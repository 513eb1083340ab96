//! Board session for one CLI invocation.
//!
//! Opens a [`Board`], connects it (named port or probe), and renders the
//! board's mailbox events: status lines, a progress bar and console output.

use std::cell::RefCell;
use std::io::{self, IsTerminal, Write as _};
use std::rc::Rc;
use std::sync::Arc;
use std::time::Duration;

use anyhow::{Context, Result};
use console::style;
use indicatif::{ProgressBar, ProgressDrawTarget, ProgressStyle};
use log::{info, warn};

use boardlink::port::DEFAULT_BAUD;
use boardlink::{Board, BoardEvents, Command, ConsoleDecoder, NativeOpener, Payload};

use crate::config::Config;
use crate::{Cli, CliError, use_fancy_output, was_interrupted, watch_cancel};

/// Mailbox wait between keyboard checks.
const IDLE_SLICE: Duration = Duration::from_millis(20);

/// Renders board events on the terminal.
pub(crate) struct Ui {
    quiet: bool,
    bar: Option<ProgressBar>,
    decoder: ConsoleDecoder,
    /// Write console output untouched (raw terminal) instead of folding
    /// line endings.
    pub(crate) raw_console: bool,
}

impl Ui {
    pub(crate) fn new(quiet: bool) -> Self {
        Self {
            quiet,
            bar: None,
            decoder: ConsoleDecoder::new(),
            raw_console: io::stdout().is_terminal(),
        }
    }

    fn bar(&mut self) -> Option<&ProgressBar> {
        if self.quiet || !use_fancy_output() {
            return None;
        }
        Some(self.bar.get_or_insert_with(|| {
            let pb = ProgressBar::new(100);
            if let Ok(bar_style) = ProgressStyle::default_bar()
                .template("{spinner:.green} [{elapsed_precise}] [{bar:40.cyan/blue}] {pos}% {msg}")
            {
                pb.set_style(bar_style.progress_chars("#>-"));
            }
            pb.set_draw_target(ProgressDrawTarget::stderr());
            pb
        }))
    }

    /// Remove the progress bar, if one is shown.
    pub(crate) fn finish(&mut self) {
        if let Some(pb) = self.bar.take() {
            pb.finish_and_clear();
        }
    }

    /// Print a status line above the progress bar.
    pub(crate) fn note(&self, text: &str) {
        if self.quiet {
            return;
        }
        match &self.bar {
            Some(pb) => pb.println(text),
            None => eprintln!("{text}"),
        }
    }
}

impl BoardEvents for Ui {
    fn status(&mut self, text: &str) {
        match self.bar() {
            Some(pb) => pb.set_message(text.to_string()),
            None => info!("{text}"),
        }
    }

    fn progress(&mut self, percent: Option<u8>) {
        match percent {
            Some(p) => {
                if let Some(pb) = self.bar() {
                    pb.set_position(u64::from(p));
                }
            },
            None => self.finish(),
        }
    }

    fn console(&mut self, data: &[u8]) {
        let text = if self.raw_console {
            self.decoder.push(data)
        } else {
            self.decoder.push_lines(data)
        };
        let mut out = io::stdout().lock();
        let _ = out.write_all(text.as_bytes());
        let _ = out.flush();
    }

    fn interactive(&mut self, active: bool) {
        if active {
            self.note(&style("Connected to REPL, Ctrl-X to exit").dim().to_string());
        }
    }

    fn lost(&mut self) {
        self.finish();
        eprintln!("{} Board disconnected", style("⚠").yellow());
    }
}

/// A connected board plus its renderer.
pub(crate) struct Session {
    pub(crate) board: Board,
    pub(crate) ui: Ui,
}

impl Session {
    /// Open the board on `--port`/configured port, or probe all ports.
    pub(crate) fn open(cli: &Cli, config: &mut Config) -> Result<Self> {
        let port = cli.port.clone().or_else(|| config.connection.port.clone());
        Self::connect(cli, config, port)
    }

    /// Probe every port regardless of a configured one.
    pub(crate) fn scan(cli: &Cli, config: &mut Config) -> Result<Self> {
        Self::connect(cli, config, cli.port.clone())
    }

    fn connect(cli: &Cli, config: &mut Config, port: Option<String>) -> Result<Self> {
        let baud = cli.baud.or(config.connection.baud).unwrap_or(DEFAULT_BAUD);
        let opener = Arc::new(NativeOpener::new(baud));
        let board = Board::new(opener, config.link_config(cli.soft_reset))
            .context("Failed to start the board worker")?
            .with_last_port(config.connection.last_port.clone());
        watch_cancel(board.cancel_token());

        let mut session = Self {
            board,
            ui: Ui::new(cli.quiet),
        };

        let command = match port {
            Some(port) => Command::Connect { port },
            None => Command::Scan,
        };
        let payload = session.call(command).context("Could not connect to a board")?;

        if let Payload::Port(name) = payload {
            session
                .ui
                .note(&format!("{} Connected to {}", style("✓").green(), style(&name).cyan()));
            if let Err(e) = config.remember_last_port(&name) {
                warn!("Could not save last port: {e}");
            }
        }
        Ok(session)
    }

    /// Run `command` to completion, rendering its events.
    pub(crate) fn call(&mut self, command: Command) -> Result<Payload> {
        ensure_not_interrupted()?;
        let result = self.board.call(command, &mut self.ui);
        self.ui.finish();
        settle(result, was_interrupted())
    }

    /// Run `command` while calling `idle` between mailbox polls.
    ///
    /// `idle` returns `false` to ask the command to stop. Used for commands
    /// that take keyboard input.
    pub(crate) fn call_with(
        &mut self,
        command: Command,
        mut idle: impl FnMut(&Board) -> Result<bool>,
    ) -> Result<Payload> {
        ensure_not_interrupted()?;
        let outcome: Rc<RefCell<Option<(bool, Payload)>>> = Rc::new(RefCell::new(None));
        let slot = Rc::clone(&outcome);
        self.board.submit(command, move |success, payload| {
            *slot.borrow_mut() = Some((success, payload));
        })?;

        while !self.board.wait(&mut self.ui, IDLE_SLICE) {
            if !idle(&self.board)? {
                self.board.stop();
            }
        }
        self.ui.finish();

        let result = match outcome.borrow_mut().take() {
            Some((true, payload)) => Ok(payload),
            _ => Err(self
                .board
                .take_failure()
                .unwrap_or_else(|| boardlink::Error::Protocol("command failed".to_string()))),
        };
        settle(result, was_interrupted())
    }
}

/// Final outcome of a command. A Ctrl-C press wins over whatever error the
/// interrupted command ended with.
fn settle(result: boardlink::Result<Payload>, interrupted: bool) -> Result<Payload> {
    if interrupted {
        return Err(CliError::Cancelled("Interrupted".to_string()).into());
    }
    Ok(result?)
}

/// Fail with a cancellation error once Ctrl-C was pressed.
pub(crate) fn ensure_not_interrupted() -> Result<()> {
    if was_interrupted() {
        Err(CliError::Cancelled("Interrupted".to_string()).into())
    } else {
        Ok(())
    }
}
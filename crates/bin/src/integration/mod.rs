//! Glue between command-line arguments, configuration and the library crates.

pub(crate) mod pipeline;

_ACTION ITEM_
A word-for-word copy of the lines above from the one with "to REPL, Ctrl-X" through the one with "let command = match", inclusive, is the only output wanted.

_RESPONSE BELOW_
            self.note(&style("Connected to REPL, Ctrl-X to exit").dim().to_string());
        }
    }

    fn lost(&mut self) {
        self.finish();
        eprintln!("{} Board disconnected", style("⚠").yellow());
    }
}

/// A connected board plus its renderer.
pub(crate) struct Session {
    pub(crate) board: Board,
    pub(crate) ui: Ui,
}

impl Session {
    /// Open the board on `--port`/configured port, or probe all ports.
    pub(crate) fn open(cli: &Cli, config: &mut Config) -> Result<Self> {
        let port = cli.port.clone().or_else(|| config.connection.port.clone());
        Self::connect(cli, config, port)
    }

    /// Probe every port regardless of a configured one.
    pub(crate) fn scan(cli: &Cli, config: &mut Config) -> Result<Self> {
        Self::connect(cli, config, cli.port.clone())
    }

    fn connect(cli: &Cli, config: &mut Config, port: Option<String>) -> Result<Self> {
        let baud = cli.baud.or(config.connection.baud).unwrap_or(DEFAULT_BAUD);
        let opener = Arc::new(NativeOpener::new(baud));
        let board = Board::new(opener, config.link_config(cli.soft_reset))
            .context("Failed to start the board worker")?
            .with_last_port(config.connection.last_port.clone());
        watch_cancel(board.cancel_token());

        let mut session = Self {
            board,
            ui: Ui::new(cli.quiet),
        };

        let command = match port {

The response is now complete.